Re: The significance of the LANL preprint server

From: Paul Ginsparg <ginsparg_at_QFWFQ.LANL.GOV>
Date: Thu, 22 Jul 1999 17:01:43 -0600

catching up on some old mail..., always a risk to send e-mail to these lists,
but i'm already so many tens of thousands of e-mail messages behind won't
see any follow-ups for months at earliest...

> Date: Sun, 11 Jul 1999 20:57:22 -0500
> From: "Ransdell, Joseph M." <ransdell_at_DOOR.NET>
> Subject: The significance of the LANL preprint server
> To: SEPTEMBER-FORUM_at_AMSCI-FORUM.AMSCI.ORG
>
> The magazine about academia called "Lingua Franca" has a page in the
> most recent on-line issue listing what it calls "The Tech 20", meaning
> people who seem to be especially significant for some reason or other in
> connection with "the digital revolution" (in the opinion of Jens David
> Ohlin, who apparently composed that page). Paul Ginsparg is among them
> and the blurb on him runs as follows:
> ...
>
> http://www.linguafranca.com/9907/tech20.html

note my only involvement in this was a few min phone call out of the blue where
i emphasized very different points, but we're always subject to the editorial
whims of the people who write these little blurbs, and that one while
slightly skewed was far from the worst...

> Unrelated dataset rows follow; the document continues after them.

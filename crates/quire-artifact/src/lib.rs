//! Quire Artifact
//!
//! This crate provides the artifact storage trait and implementations for quire.
//! An artifact is the persisted result of one pipeline step, addressed by the
//! name of the step that produced it.
//!
//! The [`Store`] trait defines the backend layer. [`FsStore`] keeps one file per
//! artifact so any completed stage can be inspected out of process, and
//! [`MemoryStore`] keeps everything in memory for tests and embedding.

mod artifact;
mod error;
mod fs;
mod memory;

pub use artifact::{Artifact, ArtifactFormat};
pub use error::Error;
pub use fs::FsStore;
pub use memory::MemoryStore;

use async_trait::async_trait;

/// Artifact storage trait.
///
/// Keys are step names. `put` overwrites any previous artifact stored under the
/// same key, whatever its format.
#[async_trait]
pub trait Store: Send + Sync {
  /// Retrieve an artifact by key.
  async fn get(&self, key: &str) -> Result<Artifact, Error>;

  /// Store an artifact.
  async fn put(&self, key: &str, artifact: Artifact) -> Result<(), Error>;

  /// Check whether an artifact exists.
  async fn exists(&self, key: &str) -> Result<bool, Error>;

  /// Delete an artifact by key.
  async fn delete(&self, key: &str) -> Result<(), Error>;
}

/// Reject keys that cannot be used as a single file name.
pub fn validate_key(key: &str) -> Result<(), Error> {
  if key.is_empty()
    || key == "."
    || key == ".."
    || key.contains('/')
    || key.contains('\\')
    || key.contains('\0')
  {
    return Err(Error::InvalidKey(key.to_string()));
  }
  Ok(())
}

[digression: the june nytimes article about biomed a much worse example, there
i spent much time explaining at length to reporter (Robert Pear) why these
developments might actually be positive and *a good thing* for research and
researchers, and perhaps even the american taxpayer; but all was excised in
favor of whining from various status quo parties concerned they might have to
improve the quality of their operations to maintain their slice of the pie...
plenty of subtle editorializing in their choice of subject matter, and in
general science journalists also have done a remarkably poor job, somehow
identifying with and rarely questioning any of the assumptions of the
publishers. other examples of editorializing are the usual attempt to
marginalize the archives as restricted to "high energy physics" (and usually
claiming all of whose practitioners know one another personally...),
ignoring that the high energy physics component is quite a large community
nonetheless now less than a quarter of the incoming flux.
or the usual confused comments from bloom in science (at least marked as
editorial) http://www.sciencemag.org/cgi/content/summary/285/5425/197 ,
funny how they link everything except for providing a link to the
"los alamos server" (and don't manage to get the name correct as "archives",
though the not yet existent but ever-frightening ebiomed is termed "archive").
or all the unchallenged assertions, e.g. the article in Nature, July 8, 1999,
"EMBO backs single electronic repository", with "assertion" by Frank Gannon,
executive director of EMBO (European Molecular Biology Organization):
> An unrefereed site along the lines of the Los Alamos e-print server in
> physics will not work in biology, asserts Gannon.
maybe, maybe not -- i don't know, but seems to me an experimental question,
don't biologists like experiments, what's the harm in finding out?
i.e., who stands to lose?]

> model inspiring the present movement increasingly appears to have little
> or nothing to do with its function as a preprint server even though it
> was nothing but that until recently! But now it seems that it is really
> the overlay functions which put it in the service of the refereed
> journals, plus the addition of various librarial hypertext features that
> counts. Did I have it wrong to start with in thinking the preprint
> server important? I don't think so, and what follows is intended to
> explain why.

while its initial conception was that of a preprint "bulletin board" back
in mid '91, within a month it became an "archive" when the small group of
physicist users involved at the outset opined that it would be more useful
if things remained up indefinitely (instead of the originally envisioned
three months -- that was one of the reasons the papernumbers are keyed by
year/month, so that in nov '91 there would have been an automated `rm 9108*`
had that methodology not already been rethought by sep '91...)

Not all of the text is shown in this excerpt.